[Available records Boundary: Start]

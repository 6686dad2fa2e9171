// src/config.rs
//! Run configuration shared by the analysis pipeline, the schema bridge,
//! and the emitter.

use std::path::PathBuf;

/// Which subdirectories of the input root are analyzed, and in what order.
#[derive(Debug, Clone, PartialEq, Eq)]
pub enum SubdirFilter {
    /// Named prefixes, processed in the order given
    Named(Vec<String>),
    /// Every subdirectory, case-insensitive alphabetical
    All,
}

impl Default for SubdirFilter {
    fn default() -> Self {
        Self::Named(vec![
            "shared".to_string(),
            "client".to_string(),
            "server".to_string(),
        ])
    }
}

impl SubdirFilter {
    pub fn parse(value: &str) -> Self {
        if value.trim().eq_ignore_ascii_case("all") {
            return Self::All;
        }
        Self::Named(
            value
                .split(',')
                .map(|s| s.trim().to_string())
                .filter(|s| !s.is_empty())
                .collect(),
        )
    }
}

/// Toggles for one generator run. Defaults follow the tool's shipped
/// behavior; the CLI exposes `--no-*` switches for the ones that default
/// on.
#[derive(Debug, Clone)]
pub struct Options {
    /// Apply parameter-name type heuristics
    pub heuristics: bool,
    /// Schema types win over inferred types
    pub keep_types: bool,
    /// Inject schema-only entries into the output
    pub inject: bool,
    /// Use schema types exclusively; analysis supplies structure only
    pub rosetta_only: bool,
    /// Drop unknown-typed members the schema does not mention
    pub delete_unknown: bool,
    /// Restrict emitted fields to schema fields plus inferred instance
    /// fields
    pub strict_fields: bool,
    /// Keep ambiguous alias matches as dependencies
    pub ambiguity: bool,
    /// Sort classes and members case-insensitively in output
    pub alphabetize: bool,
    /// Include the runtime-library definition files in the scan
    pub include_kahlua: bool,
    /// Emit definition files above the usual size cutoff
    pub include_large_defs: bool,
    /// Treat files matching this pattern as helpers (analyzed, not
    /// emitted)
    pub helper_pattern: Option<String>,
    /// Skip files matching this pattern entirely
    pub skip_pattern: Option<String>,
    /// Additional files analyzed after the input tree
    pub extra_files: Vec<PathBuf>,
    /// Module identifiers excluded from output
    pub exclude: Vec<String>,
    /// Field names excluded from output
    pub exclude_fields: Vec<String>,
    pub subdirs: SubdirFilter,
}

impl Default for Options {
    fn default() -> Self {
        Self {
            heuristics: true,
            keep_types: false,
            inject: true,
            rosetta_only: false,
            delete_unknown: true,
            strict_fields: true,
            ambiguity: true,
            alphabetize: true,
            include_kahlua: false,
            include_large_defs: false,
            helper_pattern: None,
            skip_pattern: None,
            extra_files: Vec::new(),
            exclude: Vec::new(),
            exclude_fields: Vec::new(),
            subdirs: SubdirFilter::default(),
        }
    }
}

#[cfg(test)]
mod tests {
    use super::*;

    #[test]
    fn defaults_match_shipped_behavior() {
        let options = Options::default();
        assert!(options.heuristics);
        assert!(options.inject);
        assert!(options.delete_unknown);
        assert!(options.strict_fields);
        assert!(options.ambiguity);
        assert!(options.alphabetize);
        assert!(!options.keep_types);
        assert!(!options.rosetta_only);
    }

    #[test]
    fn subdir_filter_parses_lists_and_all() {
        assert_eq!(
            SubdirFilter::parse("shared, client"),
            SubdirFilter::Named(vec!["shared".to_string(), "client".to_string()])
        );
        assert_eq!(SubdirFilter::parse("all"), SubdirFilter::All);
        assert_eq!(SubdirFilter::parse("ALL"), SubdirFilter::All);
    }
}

[Available records Boundary: End]
[Available records Boundary: Start]

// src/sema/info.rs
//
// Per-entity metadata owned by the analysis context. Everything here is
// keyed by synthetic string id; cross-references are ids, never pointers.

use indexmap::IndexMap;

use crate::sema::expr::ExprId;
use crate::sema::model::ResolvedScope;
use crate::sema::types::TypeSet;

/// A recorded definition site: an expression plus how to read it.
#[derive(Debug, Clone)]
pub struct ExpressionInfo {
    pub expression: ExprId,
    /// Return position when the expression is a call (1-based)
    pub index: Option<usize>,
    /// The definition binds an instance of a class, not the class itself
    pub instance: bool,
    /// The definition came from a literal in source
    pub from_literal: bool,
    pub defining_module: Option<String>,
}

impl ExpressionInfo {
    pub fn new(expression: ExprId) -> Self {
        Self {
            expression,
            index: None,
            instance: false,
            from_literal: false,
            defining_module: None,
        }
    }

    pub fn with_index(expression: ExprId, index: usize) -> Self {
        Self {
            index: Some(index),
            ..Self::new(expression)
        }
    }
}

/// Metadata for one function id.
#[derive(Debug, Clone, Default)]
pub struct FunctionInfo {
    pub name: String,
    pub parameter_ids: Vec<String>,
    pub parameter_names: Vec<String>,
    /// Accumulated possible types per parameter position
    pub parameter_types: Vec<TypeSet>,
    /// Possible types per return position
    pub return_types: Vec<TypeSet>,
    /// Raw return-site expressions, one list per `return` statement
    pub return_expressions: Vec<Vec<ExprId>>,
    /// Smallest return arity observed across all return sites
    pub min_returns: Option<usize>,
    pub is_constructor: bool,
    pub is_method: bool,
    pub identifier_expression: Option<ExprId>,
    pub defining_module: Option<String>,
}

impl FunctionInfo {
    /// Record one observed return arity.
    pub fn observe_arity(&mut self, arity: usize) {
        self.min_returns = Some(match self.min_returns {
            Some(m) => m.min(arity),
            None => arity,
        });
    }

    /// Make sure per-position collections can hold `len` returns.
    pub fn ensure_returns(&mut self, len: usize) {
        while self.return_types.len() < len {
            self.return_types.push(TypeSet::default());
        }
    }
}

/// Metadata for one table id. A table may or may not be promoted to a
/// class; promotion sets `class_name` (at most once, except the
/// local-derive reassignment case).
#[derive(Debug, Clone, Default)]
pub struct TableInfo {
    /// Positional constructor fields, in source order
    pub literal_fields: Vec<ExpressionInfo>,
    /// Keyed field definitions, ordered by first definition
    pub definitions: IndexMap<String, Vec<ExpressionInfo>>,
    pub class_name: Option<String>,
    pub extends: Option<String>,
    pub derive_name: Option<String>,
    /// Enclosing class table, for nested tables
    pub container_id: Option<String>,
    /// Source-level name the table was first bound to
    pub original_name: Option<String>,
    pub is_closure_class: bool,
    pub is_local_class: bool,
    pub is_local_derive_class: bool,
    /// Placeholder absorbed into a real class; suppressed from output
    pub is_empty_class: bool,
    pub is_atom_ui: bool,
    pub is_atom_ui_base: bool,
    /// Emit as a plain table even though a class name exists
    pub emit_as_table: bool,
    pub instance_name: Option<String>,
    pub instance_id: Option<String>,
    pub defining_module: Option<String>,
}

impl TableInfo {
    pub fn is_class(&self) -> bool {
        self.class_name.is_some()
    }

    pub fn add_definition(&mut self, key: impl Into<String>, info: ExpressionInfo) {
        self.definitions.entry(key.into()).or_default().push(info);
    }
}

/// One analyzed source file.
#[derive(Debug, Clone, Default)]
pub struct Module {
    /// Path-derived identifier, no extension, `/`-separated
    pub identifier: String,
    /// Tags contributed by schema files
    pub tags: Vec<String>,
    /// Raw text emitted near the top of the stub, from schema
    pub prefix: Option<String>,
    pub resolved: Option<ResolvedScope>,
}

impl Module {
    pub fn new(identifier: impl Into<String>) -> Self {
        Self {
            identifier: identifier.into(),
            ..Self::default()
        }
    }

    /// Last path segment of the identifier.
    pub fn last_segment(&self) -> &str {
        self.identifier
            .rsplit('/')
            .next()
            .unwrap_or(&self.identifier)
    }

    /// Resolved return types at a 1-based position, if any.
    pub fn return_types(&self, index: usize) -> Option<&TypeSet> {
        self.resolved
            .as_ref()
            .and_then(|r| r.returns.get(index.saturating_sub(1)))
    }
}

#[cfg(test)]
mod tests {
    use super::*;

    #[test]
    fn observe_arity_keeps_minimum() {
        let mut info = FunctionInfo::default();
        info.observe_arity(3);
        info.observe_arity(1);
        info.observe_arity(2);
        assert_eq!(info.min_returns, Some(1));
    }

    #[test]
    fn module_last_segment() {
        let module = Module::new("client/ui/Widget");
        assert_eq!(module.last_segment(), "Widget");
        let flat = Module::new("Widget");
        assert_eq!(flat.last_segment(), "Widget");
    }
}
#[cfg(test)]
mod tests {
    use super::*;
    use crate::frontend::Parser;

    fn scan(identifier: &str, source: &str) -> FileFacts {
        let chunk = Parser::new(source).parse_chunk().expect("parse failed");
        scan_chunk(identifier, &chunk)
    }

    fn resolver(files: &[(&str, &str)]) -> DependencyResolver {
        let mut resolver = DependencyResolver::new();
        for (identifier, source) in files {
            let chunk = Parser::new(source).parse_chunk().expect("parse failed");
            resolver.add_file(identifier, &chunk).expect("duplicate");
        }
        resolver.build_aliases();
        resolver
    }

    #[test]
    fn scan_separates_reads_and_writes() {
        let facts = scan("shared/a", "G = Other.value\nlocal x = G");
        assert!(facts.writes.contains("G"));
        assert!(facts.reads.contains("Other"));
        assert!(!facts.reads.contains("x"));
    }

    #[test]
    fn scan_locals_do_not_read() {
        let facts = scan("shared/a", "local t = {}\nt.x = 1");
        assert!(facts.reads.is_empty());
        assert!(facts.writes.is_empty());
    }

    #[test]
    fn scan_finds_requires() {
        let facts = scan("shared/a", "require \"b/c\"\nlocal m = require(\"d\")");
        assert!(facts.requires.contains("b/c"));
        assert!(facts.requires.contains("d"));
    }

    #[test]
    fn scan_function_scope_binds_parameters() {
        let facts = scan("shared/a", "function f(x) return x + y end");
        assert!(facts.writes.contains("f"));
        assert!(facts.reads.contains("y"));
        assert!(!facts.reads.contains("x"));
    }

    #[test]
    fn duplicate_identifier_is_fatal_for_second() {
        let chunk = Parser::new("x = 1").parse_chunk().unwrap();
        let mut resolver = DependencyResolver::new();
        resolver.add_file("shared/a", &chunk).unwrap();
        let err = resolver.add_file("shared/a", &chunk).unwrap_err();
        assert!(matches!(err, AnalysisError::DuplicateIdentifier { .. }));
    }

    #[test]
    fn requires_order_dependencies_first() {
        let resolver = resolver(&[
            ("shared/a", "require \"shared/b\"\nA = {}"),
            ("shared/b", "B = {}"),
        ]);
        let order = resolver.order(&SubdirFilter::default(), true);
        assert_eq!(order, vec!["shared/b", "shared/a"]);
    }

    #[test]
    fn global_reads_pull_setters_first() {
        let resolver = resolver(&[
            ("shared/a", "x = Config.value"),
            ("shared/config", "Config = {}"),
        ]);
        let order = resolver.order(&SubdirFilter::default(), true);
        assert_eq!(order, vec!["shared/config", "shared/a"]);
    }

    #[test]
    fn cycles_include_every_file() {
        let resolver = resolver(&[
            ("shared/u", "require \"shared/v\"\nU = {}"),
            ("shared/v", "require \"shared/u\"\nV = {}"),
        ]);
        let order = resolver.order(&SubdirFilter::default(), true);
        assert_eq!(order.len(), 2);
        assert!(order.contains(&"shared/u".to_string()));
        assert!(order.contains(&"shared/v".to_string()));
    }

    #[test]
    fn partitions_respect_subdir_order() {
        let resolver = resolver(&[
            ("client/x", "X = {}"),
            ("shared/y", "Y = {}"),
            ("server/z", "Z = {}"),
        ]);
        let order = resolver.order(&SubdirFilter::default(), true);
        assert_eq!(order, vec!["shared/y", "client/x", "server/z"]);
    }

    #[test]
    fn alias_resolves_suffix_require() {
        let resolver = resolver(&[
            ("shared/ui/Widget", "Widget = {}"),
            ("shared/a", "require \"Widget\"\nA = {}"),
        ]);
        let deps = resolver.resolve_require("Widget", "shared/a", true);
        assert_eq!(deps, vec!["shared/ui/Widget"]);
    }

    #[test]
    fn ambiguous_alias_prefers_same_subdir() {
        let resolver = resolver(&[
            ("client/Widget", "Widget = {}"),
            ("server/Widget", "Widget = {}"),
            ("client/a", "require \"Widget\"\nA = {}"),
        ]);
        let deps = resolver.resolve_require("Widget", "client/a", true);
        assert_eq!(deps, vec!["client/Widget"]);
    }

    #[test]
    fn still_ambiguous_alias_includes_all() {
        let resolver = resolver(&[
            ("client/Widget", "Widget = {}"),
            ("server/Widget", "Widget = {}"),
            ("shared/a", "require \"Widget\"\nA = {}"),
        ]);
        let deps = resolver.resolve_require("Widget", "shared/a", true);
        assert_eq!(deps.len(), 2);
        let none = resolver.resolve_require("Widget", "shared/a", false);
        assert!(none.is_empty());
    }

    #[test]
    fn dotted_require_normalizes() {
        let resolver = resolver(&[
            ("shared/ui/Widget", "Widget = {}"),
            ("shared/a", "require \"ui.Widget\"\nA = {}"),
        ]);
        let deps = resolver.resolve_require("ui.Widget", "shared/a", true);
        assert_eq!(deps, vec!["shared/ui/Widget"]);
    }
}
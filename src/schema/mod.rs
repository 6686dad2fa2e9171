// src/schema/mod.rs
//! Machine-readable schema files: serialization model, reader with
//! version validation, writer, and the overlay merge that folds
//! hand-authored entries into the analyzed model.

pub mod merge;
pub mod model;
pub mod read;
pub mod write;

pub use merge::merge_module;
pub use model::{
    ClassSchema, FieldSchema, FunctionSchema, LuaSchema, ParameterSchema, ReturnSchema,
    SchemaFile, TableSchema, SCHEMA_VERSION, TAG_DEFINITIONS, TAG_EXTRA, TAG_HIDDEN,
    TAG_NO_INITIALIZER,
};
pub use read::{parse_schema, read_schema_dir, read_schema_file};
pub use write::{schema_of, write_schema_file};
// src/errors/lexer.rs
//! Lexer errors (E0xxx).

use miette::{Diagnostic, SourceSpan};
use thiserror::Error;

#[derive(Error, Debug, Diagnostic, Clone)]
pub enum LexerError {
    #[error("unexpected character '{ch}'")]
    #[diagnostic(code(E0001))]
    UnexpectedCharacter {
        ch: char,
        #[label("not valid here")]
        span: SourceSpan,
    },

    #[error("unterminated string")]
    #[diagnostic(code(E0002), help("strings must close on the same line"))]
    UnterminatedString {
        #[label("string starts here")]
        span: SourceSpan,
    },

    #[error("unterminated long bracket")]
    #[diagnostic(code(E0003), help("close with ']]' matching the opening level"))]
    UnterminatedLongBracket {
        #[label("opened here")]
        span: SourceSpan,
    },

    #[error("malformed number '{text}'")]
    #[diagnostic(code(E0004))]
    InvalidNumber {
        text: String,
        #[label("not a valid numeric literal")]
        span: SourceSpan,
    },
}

[Available records Boundary: End]

Exercise description: Give the count of lines in the listing that hold "label", and write nothing beyond it.

Final answer: 4